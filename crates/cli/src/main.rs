// Copyright (C) 2026 Fred Clausen
// Use of this source code is governed by an MIT-style
// license that can be found in the LICENSE file or at
// https://opensource.org/licenses/MIT.

#![deny(
    clippy::pedantic,
    clippy::cargo,
    clippy::nursery,
    clippy::style,
    clippy::correctness,
    clippy::all
)]
#![allow(clippy::multiple_crate_versions)]

mod commands;

#[cfg(test)]
mod tests;

use clap::Parser;
use clap_verbosity_flag::{InfoLevel, Verbosity};
use color_eyre::Result;
use color_eyre::eyre::Context;
use std::path::PathBuf;
use tracing::info;
use tracing::level_filters::LevelFilter;
use tracing_log::AsTrace;
use tracing_subscriber::EnvFilter;
use tutorias::{DataSource, Repositories};
use tutorias_persistence::{StorageConfig, StorageKind, create_data_source};

use crate::commands::Command;

/// Tutorias - administrative command line for the tutoring scheduler
#[derive(Debug, Parser)]
#[command(author, version, about, long_about = None)]
struct Args {
    #[command(subcommand)]
    command: Command,

    /// Storage backend: file (fichero) or volatile (memoria).
    /// Falls back to `TUTORIAS_STORAGE`, then to file.
    #[arg(short, long)]
    storage: Option<StorageKind>,

    /// Directory holding the store files.
    /// Falls back to `TUTORIAS_DATA_DIR`, then to `datos`.
    #[arg(short, long)]
    data_dir: Option<PathBuf>,

    #[command(flatten)]
    verbosity: Verbosity<InfoLevel>,
}

impl Args {
    fn log_level(&self) -> LevelFilter {
        self.verbosity.log_level_filter().as_trace()
    }

    fn storage_config(&self) -> Result<StorageConfig> {
        StorageConfig::resolve(self.storage, self.data_dir.clone())
            .wrap_err("Invalid storage configuration")
    }

    fn run(self) -> Result<()> {
        let config: StorageConfig = self.storage_config()?;
        let source: Box<dyn DataSource> = create_data_source(&config);
        let mut repos: Repositories = Repositories::from_source(source.as_ref());
        repos.comenzar();

        for line in self.command.execute(&mut repos)? {
            println!("{line}");
        }

        if self.command.is_mutating() {
            repos
                .terminar()
                .wrap_err("Changes could not be saved")?;
            info!(storage = %config.kind, "Changes saved");
        }
        Ok(())
    }
}

/// `RUST_LOG` wins over the verbosity flags when set.
fn init_tracing(level: LevelFilter) {
    let filter: EnvFilter = EnvFilter::try_from_default_env()
        .unwrap_or_else(|_| EnvFilter::new(level.to_string().to_lowercase()));
    tracing_subscriber::fmt()
        .with_env_filter(filter)
        .with_writer(std::io::stderr)
        .without_time()
        .init();
}

fn main() -> Result<()> {
    color_eyre::install()?;
    let args: Args = Args::parse();
    init_tracing(args.log_level());

    match args.run() {
        Ok(()) => (),
        Err(err) => {
            tracing::error!("{err:#}");
            std::process::exit(1);
        }
    }
    Ok(())
}
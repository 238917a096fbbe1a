// Copyright (C) 2026 Fred Clausen
// Use of this source code is governed by an MIT-style
// license that can be found in the LICENSE file or at
// https://opensource.org/licenses/MIT.

//! Class hours and the textual date/time formats shared by every adapter.
//!
//! ## Formats
//!
//! - Dates are read and displayed as `dd/mm/yyyy`
//! - Times of day are read and displayed as `HH:MM` (24-hour clock)
//!
//! Seconds are never meaningful in this domain; parsed times always carry
//! zero seconds.

use crate::error::DomainError;
use time::format_description::BorrowedFormatItem;
use time::macros::{format_description, time};
use time::{Date, OffsetDateTime, Time};

/// Start of class hours. Sessions may begin at this time.
pub const HORA_COMIENZO_CLASES: Time = time!(16:00);

/// End of class hours. Sessions may end at, but not begin at, this time.
pub const HORA_FIN_CLASES: Time = time!(22:15);

const FORMATO_FECHA: &[BorrowedFormatItem<'_>] = format_description!("[day]/[month]/[year]");
const FORMATO_HORA: &[BorrowedFormatItem<'_>] = format_description!("[hour]:[minute]");

/// Parses a `dd/mm/yyyy` date.
///
/// # Errors
///
/// Returns `DomainError::Missing` if the input is blank, or
/// `DomainError::DateParseError` if it is not a valid calendar date in that format.
pub fn parse_fecha(input: &str) -> Result<Date, DomainError> {
    let trimmed: &str = input.trim();
    if trimmed.is_empty() {
        return Err(DomainError::Missing { field: "date" });
    }
    Date::parse(trimmed, FORMATO_FECHA).map_err(|e| DomainError::DateParseError {
        date_string: trimmed.to_string(),
        error: e.to_string(),
    })
}

/// Parses an `HH:MM` time of day.
///
/// # Errors
///
/// Returns `DomainError::Missing` if the input is blank, or
/// `DomainError::TimeParseError` if it is not a valid 24-hour time in that format.
pub fn parse_hora(input: &str) -> Result<Time, DomainError> {
    let trimmed: &str = input.trim();
    if trimmed.is_empty() {
        return Err(DomainError::Missing { field: "time" });
    }
    Time::parse(trimmed, FORMATO_HORA).map_err(|e| DomainError::TimeParseError {
        time_string: trimmed.to_string(),
        error: e.to_string(),
    })
}

/// Formats a date as `dd/mm/yyyy`.
#[must_use]
pub fn format_fecha(fecha: Date) -> String {
    format!(
        "{:02}/{:02}/{:04}",
        fecha.day(),
        u8::from(fecha.month()),
        fecha.year()
    )
}

/// Formats a time of day as `HH:MM`.
#[must_use]
pub fn format_hora(hora: Time) -> String {
    format!("{:02}:{:02}", hora.hour(), hora.minute())
}

/// Returns the current calendar date (UTC).
#[must_use]
pub fn today() -> Date {
    OffsetDateTime::now_utc().date()
}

────

Work required: When you find a line in the records that contains the word "calendar", copy it.

Answer to this problem:
/// `DomainError::DateParseError` if it is not a valid calendar date in that format.
/// Returns the current calendar date (UTC).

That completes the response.